[THE TASK]: Find the string "bool" in the records. Copy every line it appears in.

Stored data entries
// ==========================================
// 整车配置规划 - 目录快照 / 导入导出包
// ==========================================
// 职责:
// - CatalogSnapshot: 交给引擎的只读快照 (单一产品)
// - CatalogBundle: 多产品的完整数据包 (导入/导出/版本快照)
// 红线: 引擎只接收快照参数,不访问任何全局状态
// ==========================================

use crate::domain::catalog::{Catalog, FeatureClass, Product, Region};
use crate::domain::rule::{ConfigurationRule, DependencyRule};
use chrono::{DateTime, Utc};
use serde::{Deserialize, Serialize};
use std::collections::HashSet;

/// 导出包格式版本
pub const BUNDLE_FORMAT_VERSION: &str = "1.0.0";

// ==========================================
// CatalogSnapshot - 引擎输入快照
// ==========================================
#[derive(Debug, Clone, Default, PartialEq, Serialize, Deserialize)]
#[serde(rename_all = "camelCase")]
pub struct CatalogSnapshot {
    pub catalog: Catalog,
    pub configuration_rules: Vec<ConfigurationRule>,
    pub dependency_rules: Vec<DependencyRule>,
}

// ==========================================
// CatalogBundle - 完整数据包
// ==========================================
#[derive(Debug, Clone, PartialEq, Serialize, Deserialize)]
#[serde(rename_all = "camelCase")]
pub struct CatalogBundle {
    #[serde(default = "default_bundle_version")]
    pub version: String,
    #[serde(default)]
    pub export_date: Option<DateTime<Utc>>,
    #[serde(default)]
    pub products: Vec<Product>,
    #[serde(default)]
    pub classes: Vec<FeatureClass>,
    #[serde(default)]
    pub regions: Vec<Region>,
    #[serde(default)]
    pub configuration_rules: Vec<ConfigurationRule>,
    #[serde(default)]
    pub dependency_rules: Vec<DependencyRule>,
}

fn default_bundle_version() -> String {
    BUNDLE_FORMAT_VERSION.to_string()
}

impl Default for CatalogBundle {
    fn default() -> Self {
        Self {
            version: default_bundle_version(),
            export_date: None,
            products: Vec::new(),
            classes: Vec::new(),
            regions: Vec::new(),
            configuration_rules: Vec::new(),
            dependency_rules: Vec::new(),
        }
    }
}

/// 导入模式
#[derive(Debug, Clone, Copy, PartialEq, Eq, Serialize, Deserialize)]
#[serde(rename_all = "lowercase")]
pub enum ImportMode {
    /// 整体替换
    Replace,
    /// 追加: 仅追加 id 未出现过的记录
    Merge,
}

/// 产品归属过滤: 未标注产品的记录视为所有产品共享
fn belongs_to(item_product: &Option<String>, product_id: Option<&str>) -> bool {
    match (product_id, item_product.as_deref()) {
        (None, _) => true,
        (Some(_), None) => true,
        (Some(wanted), Some(owner)) => wanted == owner,
    }
}

fn merge_by_id<T: Clone, F: Fn(&T) -> &str>(existing: &mut Vec<T>, incoming: &[T], id_of: F) -> usize {
    let known: HashSet<String> = existing.iter().map(|e| id_of(e).to_string()).collect();
    let mut appended = 0;
    for item in incoming {
        if !known.contains(id_of(item)) {
            existing.push(item.clone());
            appended += 1;
        }
    }
    appended
}

impl CatalogBundle {
    /// 抽取单一产品的引擎快照
    ///
    /// product_id 为 None 时取全部记录且不带产品 (基准产量取配置缺省值)
    pub fn snapshot_for(&self, product_id: Option<&str>) -> CatalogSnapshot {
        let product =
            product_id.and_then(|id| self.products.iter().find(|p| p.id == id).cloned());

        CatalogSnapshot {
            catalog: Catalog {
                product,
                classes: self
                    .classes
                    .iter()
                    .filter(|c| belongs_to(&c.product_id, product_id))
                    .cloned()
                    .collect(),
                regions: self.regions.clone(),
            },
            configuration_rules: self
                .configuration_rules
                .iter()
                .filter(|r| belongs_to(&r.product_id, product_id))
                .cloned()
                .collect(),
            dependency_rules: self
                .dependency_rules
                .iter()
                .filter(|r| belongs_to(&r.product_id, product_id))
                .cloned()
                .collect(),
        }
    }

    /// 按导入模式合并另一个数据包,返回追加/替换的记录数
    pub fn absorb(&mut self, incoming: CatalogBundle, mode: ImportMode) -> usize {
        match mode {
            ImportMode::Replace => {
                let count = incoming.record_count();
                *self = CatalogBundle {
                    version: self.version.clone(),
                    export_date: self.export_date,
                    ..incoming
                };
                count
            }
            ImportMode::Merge => {
                merge_by_id(&mut self.products, &incoming.products, |p| p.id.as_str())
                    + merge_by_id(&mut self.classes, &incoming.classes, |c| c.id.as_str())
                    + merge_by_id(&mut self.regions, &incoming.regions, |r| r.id.as_str())
                    + merge_by_id(
                        &mut self.configuration_rules,
                        &incoming.configuration_rules,
                        |r| r.id.as_str(),
                    )
                    + merge_by_id(&mut self.dependency_rules, &incoming.dependency_rules, |r| {
                        r.id.as_str()
                    })
            }
        }
    }

    pub fn record_count(&self) -> usize {
        self.products.len()
            + self.classes.len()
            + self.regions.len()
            + self.configuration_rules.len()
            + self.dependency_rules.len()
    }
}

#[cfg(test)]
mod tests {
    use super::*;
    use crate::domain::types::ClassKind;

    fn class(id: &str, product: Option<&str>) -> FeatureClass {
        FeatureClass {
            id: id.to_string(),
            name: id.to_string(),
            color: None,
            kind: ClassKind::Independent,
            required: false,
            product_id: product.map(|p| p.to_string()),
            characteristics: Vec::new(),
        }
    }

    #[test]
    fn test_snapshot_filters_by_product() {
        let bundle = CatalogBundle {
            classes: vec![
                class("ENGINE", Some("P1")),
                class("PAINT", Some("P2")),
                class("SHARED", None),
            ],
            ..CatalogBundle::default()
        };

        let snapshot = bundle.snapshot_for(Some("P1"));
        let ids: Vec<&str> = snapshot.catalog.classes.iter().map(|c| c.id.as_str()).collect();
        assert_eq!(ids, vec!["ENGINE", "SHARED"]);
    }

    #[test]
    fn test_snapshot_without_product_id_has_no_product() {
        let product = |id: &str, volume: u64| Product {
            id: id.to_string(),
            name: id.to_string(),
            description: None,
            base_volume: Some(volume),
        };
        let bundle = CatalogBundle {
            products: vec![product("P1", 500), product("P2", 20_000)],
            classes: vec![class("ENGINE", Some("P1")), class("PAINT", Some("P2"))],
            ..CatalogBundle::default()
        };

        let snapshot = bundle.snapshot_for(None);
        assert!(snapshot.catalog.product.is_none());
        assert_eq!(snapshot.catalog.classes.len(), 2);

        let p2 = bundle.snapshot_for(Some("P2"));
        assert_eq!(p2.catalog.product.and_then(|p| p.base_volume), Some(20_000));
    }

    #[test]
    fn test_merge_keeps_existing_ids() {
        let mut bundle = CatalogBundle {
            classes: vec![class("ENGINE", None)],
            ..CatalogBundle::default()
        };
        let mut renamed = class("ENGINE", None);
        renamed.name = "Renamed".to_string();
        let incoming = CatalogBundle {
            classes: vec![renamed, class("WHEELS", None)],
            ..CatalogBundle::default()
        };

        let appended = bundle.absorb(incoming, ImportMode::Merge);
        assert_eq!(appended, 1);
        assert_eq!(bundle.classes.len(), 2);
        assert_eq!(bundle.classes[0].name, "ENGINE");
    }

    #[test]
    fn test_replace_overwrites_everything() {
        let mut bundle = CatalogBundle {
            classes: vec![class("ENGINE", None)],
            ..CatalogBundle::default()
        };
        let incoming = CatalogBundle {
            classes: vec![class("WHEELS", None)],
            ..CatalogBundle::default()
        };
        bundle.absorb(incoming, ImportMode::Replace);
        assert_eq!(bundle.classes.len(), 1);
        assert_eq!(bundle.classes[0].id, "WHEELS");
    }
}
// ==========================================
// 整车配置规划 - 约束校验结果
// ==========================================

use crate::domain::types::ResultOperator;
use serde::{Deserialize, Serialize};

/// 规则违反记录
#[derive(Debug, Clone, PartialEq, Serialize, Deserialize)]
#[serde(rename_all = "camelCase")]
pub struct Violation {
    pub rule_id: String,
    pub rule_name: String,
    /// 被约束的目标类别
    pub class_id: String,
    pub operator: ResultOperator,
    /// 允许 (MUST_BE*) 或禁止 (CANNOT_BE) 的特征值集合
    pub values: Vec<String>,
    /// 当前已选特征值
    pub selected: String,
    pub message: String,
}

/// 非阻断提示的种类
#[derive(Debug, Clone, Copy, PartialEq, Eq, Serialize, Deserialize)]
#[serde(rename_all = "SCREAMING_SNAKE_CASE")]
pub enum WarningKind {
    RequiredClassMissing,
    InactiveCharacteristic,
    UnknownCharacteristic,
}

/// 配置完整性提示 (不影响 valid)
#[derive(Debug, Clone, PartialEq, Serialize, Deserialize)]
#[serde(rename_all = "camelCase")]
pub struct ConfigurationWarning {
    pub kind: WarningKind,
    pub class_id: String,
    #[serde(default)]
    pub characteristic_id: Option<String>,
    pub message: String,
}

/// 约束校验结果
#[derive(Debug, Clone, Default, PartialEq, Serialize, Deserialize)]
#[serde(rename_all = "camelCase")]
pub struct EvaluationResult {
    pub valid: bool,
    pub violations: Vec<Violation>,
    #[serde(default)]
    pub warnings: Vec<ConfigurationWarning>,
}

impl EvaluationResult {
    pub fn from_violations(violations: Vec<Violation>) -> Self {
        Self {
            valid: violations.is_empty(),
            violations,
            warnings: Vec::new(),
        }
    }

    /// 指定规则产生的违反
    pub fn violations_of<'a>(&'a self, rule_id: &'a str) -> impl Iterator<Item = &'a Violation> {
        self.violations.iter().filter(move |v| v.rule_id == rule_id)
    }
}
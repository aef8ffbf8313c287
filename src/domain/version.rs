// ==========================================
// 整车配置规划 - 目录版本 / 概率场景
// ==========================================

use crate::domain::derivation::ClassProbabilities;
use chrono::{DateTime, Utc};
use serde::{Deserialize, Serialize};

/// 目录版本 (快照内容单独存储,列表接口不返回快照体)
#[derive(Debug, Clone, PartialEq, Serialize, Deserialize)]
#[serde(rename_all = "camelCase")]
pub struct CatalogVersion {
    pub id: String,
    pub name: String,
    #[serde(default)]
    pub description: Option<String>,
    pub created_at: DateTime<Utc>,
    pub created_by: String,
}

/// 已保存的概率输入场景
#[derive(Debug, Clone, PartialEq, Serialize, Deserialize)]
#[serde(rename_all = "camelCase")]
pub struct ProbabilityScenario {
    pub id: String,
    pub name: String,
    #[serde(default)]
    pub product_id: Option<String>,
    pub region_id: String,
    pub input_probabilities: ClassProbabilities,
    pub created_at: DateTime<Utc>,
}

[RESPONSE AREA]:
fn belongs_to(item_product: &Option<String>, product_id: Option<&str>) -> bool {
    pub valid: bool,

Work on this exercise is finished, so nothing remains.